The Role Of Business Leaders In Social Change
It was the Scottish-American steel magnate, Andrew Carnegie, who once remarked: “He who dies with wealth, dies with shame.” It is a statement that became an article of faith for many conscientious businessmen who came to understand that they had a bigger role to play in society than simply running their enterprises.
By the late 19th Century, Carnegie had turned his full attention to admonishing the super rich to give a substantial amount of their wealth thoughtfully. His tract, the Gospel of Wealth, was a variation on the biblical theme: “To whom much is given, much is required.” In human form, its incarnation is Warren Buffet’s Giving Pledge launched in 2010.
Philanthropy is an old tradition, especially in the Western world. Patrice Motsepe’s largesse in the form of nearly US$1m contribution towards the Ebola Fund in the Republic of Guinea is a powerful gesture by an African business leader, at a time when global political leaders are in a tangle about appropriate responses to the Ebola virus. This comes two weeks after Ban Ki-moon the United Nations Secretary General had lambasted global leaders for failing to pull their financial muscle and contribute to the UN Ebola Fund.
Many of these leaders, including from Western countries and the rising emerging powers, are completely out of touch with reality, and suffer a subdued sense of responsibility. As with many other global challenges from climate change, to security conflicts, to half-baked trade pacts, and to global financial instability, politicians take longer to agree on a common approach. They have a short-term view of the world.

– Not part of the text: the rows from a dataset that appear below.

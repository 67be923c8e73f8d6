//! Timer use cases: create, look up, and drive the timer state machine.
//!
//! - Each mutation runs under the timer's aggregate lock
//! - Transitions are validated by the domain before anything is saved
//! - Missing ids surface as `DomainError::NotFound`

use crate::domain::{DomainError, Timer, TimerCreateRequest, TimerId};
use crate::ports::TimerRepository;
use crate::usecases::locks::AggregateLocks;
use chrono::{TimeDelta, Utc};
use std::sync::Arc;
use tracing::{debug, info};

pub struct TimerService {
    timers: Arc<dyn TimerRepository>,
    locks: AggregateLocks<TimerId>,
}

impl TimerService {
    pub fn new(timers: Arc<dyn TimerRepository>) -> Self {
        Self {
            timers,
            locks: AggregateLocks::new(),
        }
    }

    pub async fn create_timer(&self, request: TimerCreateRequest) -> Result<Timer, DomainError> {
        let id = self.timers.next_id().await?;
        let timer = request.into_timer(id)?;
        let timer = self.timers.save(&timer).await?;
        info!(
            timer_id = %timer.id,
            duration_secs = timer.duration().num_seconds(),
            "timer created"
        );
        Ok(timer)
    }

    pub async fn find_by_id(&self, id: TimerId) -> Result<Timer, DomainError> {
        self.timers
            .find_by_id(id)
            .await?
            .ok_or_else(|| DomainError::not_found("Timer", id))
    }

    pub async fn find_all(&self) -> Result<Vec<Timer>, DomainError> {
        self.timers.find_all().await
    }

    pub async fn start_timer(&self, id: TimerId) -> Result<Timer, DomainError> {
        self.transition(id, "started", |t| t.start()).await
    }

    pub async fn stop_timer(&self, id: TimerId) -> Result<Timer, DomainError> {
        self.transition(id, "stopped", |t| t.stop()).await
    }

    pub async fn change_duration(
        &self,
        id: TimerId,
        duration: TimeDelta,
    ) -> Result<Timer, DomainError> {
        self.transition(id, "duration changed", |t| t.change_duration(duration))
            .await
    }

    /// Soft delete. The record stays with a tombstone.
    pub async fn delete_timer(&self, id: TimerId) -> Result<Timer, DomainError> {
        self.transition(id, "deleted", |t| t.delete(Utc::now())).await
    }

    async fn transition<F>(&self, id: TimerId, what: &str, apply: F) -> Result<Timer, DomainError>
    where
        F: FnOnce(&mut Timer) -> Result<(), DomainError>,
    {
        let _guard = self.locks.lock(id).await;
        let mut timer = self.find_by_id(id).await?;
        if let Err(e) = apply(&mut timer) {
            debug!(
                timer_id = %id,
                state = timer.state().as_str(),
                error = %e,
                "timer transition rejected"
            );
            return Err(e);
        }
        let timer = self.timers.save(&timer).await?;
        info!(timer_id = %id, state = timer.state().as_str(), "timer {}", what);
        Ok(timer)
    }
}

#[cfg(test)]
mod tests {
    use super::*;
    use crate::adapters::persistence::memory_repo::MemoryStore;

    fn service() -> TimerService {
        TimerService::new(Arc::new(MemoryStore::new()))
    }

    async fn thirty_minutes(svc: &TimerService) -> Timer {
        svc.create_timer(TimerCreateRequest::new(TimeDelta::minutes(30)))
            .await
            .unwrap()
    }

    #[tokio::test]
    async fn start_stop_change_duration_scenario() {
        let svc = service();
        let t = thirty_minutes(&svc).await;
        assert!(!t.is_running());

        assert!(svc.start_timer(t.id).await.unwrap().is_running());
        assert!(!svc.stop_timer(t.id).await.unwrap().is_running());
        let t = svc
            .change_duration(t.id, TimeDelta::minutes(45))
            .await
            .unwrap();
        assert_eq!(t.duration(), TimeDelta::minutes(45));
        assert_eq!(svc.find_by_id(t.id).await.unwrap(), t);
    }

    #[tokio::test]
    async fn failed_transition_is_not_persisted() {
        let svc = service();
        let t = thirty_minutes(&svc).await;
        svc.start_timer(t.id).await.unwrap();

        let err = svc
            .change_duration(t.id, TimeDelta::minutes(5))
            .await
            .unwrap_err();
        assert!(matches!(err, DomainError::InvalidState(_)));
        let stored = svc.find_by_id(t.id).await.unwrap();
        assert!(stored.is_running());
        assert_eq!(stored.duration(), TimeDelta::minutes(30));
    }

    #[tokio::test]
    async fn missing_timer_is_not_found() {
        let svc = service();
        let err = svc.start_timer(TimerId(404)).await.unwrap_err();
        assert!(matches!(
            err,
            DomainError::NotFound {
                resource: "Timer",
                id: 404
            }
        ));
    }

    #[tokio::test]
    async fn delete_keeps_tombstone_and_hides_from_listing() {
        let svc = service();
        let keep = thirty_minutes(&svc).await;
        let gone = thirty_minutes(&svc).await;

        let deleted = svc.delete_timer(gone.id).await.unwrap();
        assert!(deleted.deleted_at().is_some());
        assert!(svc.find_by_id(gone.id).await.unwrap().is_deleted());
        assert!(matches!(
            svc.delete_timer(gone.id).await,
            Err(DomainError::InvalidState(_))
        ));

        let all = svc.find_all().await.unwrap();
        assert_eq!(all.len(), 1);
        assert_eq!(all[0].id, keep.id);
    }

    #[tokio::test]
    async fn concurrent_starts_only_one_wins() {
        let svc = Arc::new(service());
        let id = thirty_minutes(&svc).await.id;
        let a = tokio::spawn({
            let svc = Arc::clone(&svc);
            async move { svc.start_timer(id).await }
        });
        let b = tokio::spawn({
            let svc = Arc::clone(&svc);
            async move { svc.start_timer(id).await }
        });
        let results = [a.await.unwrap(), b.await.unwrap()];
        assert_eq!(results.iter().filter(|r| r.is_ok()).count(), 1);
    }

    #[tokio::test]
    async fn sub_second_timer_is_rejected() {
        let svc = service();
        let err = svc
            .create_timer(TimerCreateRequest::new(TimeDelta::milliseconds(500)))
            .await
            .unwrap_err();
        assert!(matches!(err, DomainError::InvalidState(_)));
        assert!(svc.find_all().await.unwrap().is_empty());
    }
}
//! Core domain layer. No external I/O dependencies.
//!
//! Entities, state machines and report arithmetic live here. Dependencies flow inward.

pub mod agenda;
pub mod errors;
pub mod ids;
pub mod meeting;
pub mod member;
pub mod participant;
pub mod report;
pub mod time;
pub mod timer;

pub use agenda::{Agenda, AgendaCreateRequest, AgendaStatus, AgendaType};
pub use errors::DomainError;
pub use ids::{AgendaId, MeetingId, MemberId, ParticipantId, TimerId};
pub use meeting::{HostSelector, Meeting, MeetingCreateRequest};
pub use member::Member;
pub use participant::Participant;
pub use report::{AgendaReportLine, MeetingReport};
pub use timer::{Timer, TimerCreateRequest, TimerState};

In the absence of forward-looking political leadership, tackling some of the major global risks requires enlightened and transformative leaders in business and the civic sphere. Such leaders, especially wealthy individuals, can tap into their resources and meet critical challenges where they arise. This does not mean that they can substitute for the role of political leaders, but that they should not act as if they do not have the power to effect change.
It is worth highlighting that since the financial crisis in 2008, the number of billionaires in the world has more than doubled, swelling to 1645 people, according to a new Oxfam Report, Even It Up. Of these billionaires, 16 are in Sub-Saharan Africa, co-existing with 358 million people living in extreme poverty. Africa’s wealthy have the power to rewrite the African narrative and alter the continent’s destiny for the better.
In South Africa the type of new business leader we have is obsessed with rubbing shoulders with the political elite. You would typically find such businessmen gleefully throwing money at party fundraising events, but are nowhere to be seen amidst global challenges. Those who do anything positive, tend to limit their contribution to narrowly conceived corporate social responsibility projects that are neither transformative nor sustainable.
The role of business leaders in society is not just about building a positive image and nurturing relationships with stakeholders for brand value, but crucially to catalyse positive change. There is much to learn from the US tradition of philanthropy. It was back in 2010 when Buffet made a call to the wealthy to give half of their wealth to charitable causes.
Buffett’s call helped to raise social consciousness of many wealthy individuals who were comfortable in their riches while the world burnt. Some of the wealthy individuals who are part of Forbes 400 pledged enormous amounts of money towards education, environment, and health. Many of them were already known for their generosity. Motsepe is one of the signatories to Buffett’s Giving Pledge.
It matters that Motsepe is an African, and has made a substantial contribution towards tackling Ebola. Gestures like these could role model transformative philanthropy in the African continent. In the past, Africans were known for their penchant to extend a begging bowl to the West, petitioning for donations. This is despite the fact that Africa is resource-rich. From the provision of health infrastructure to food programmes, western donors have had to fill the social deficits in many African countries, mostly as a result of bad governance.
Unsurprisingly, therefore, the African identity is defined largely by Africa’s dependence on the West, as well as its subordinated position in the global hierarchy of power. It is acts like Motsepe’s that could illuminate a path for a new generation of African business leaders who are not just absorbed into their enterprises or obsessed with cosying up to politicians, but see greater value in tackling some of the major challenges confronting their countries and global society today.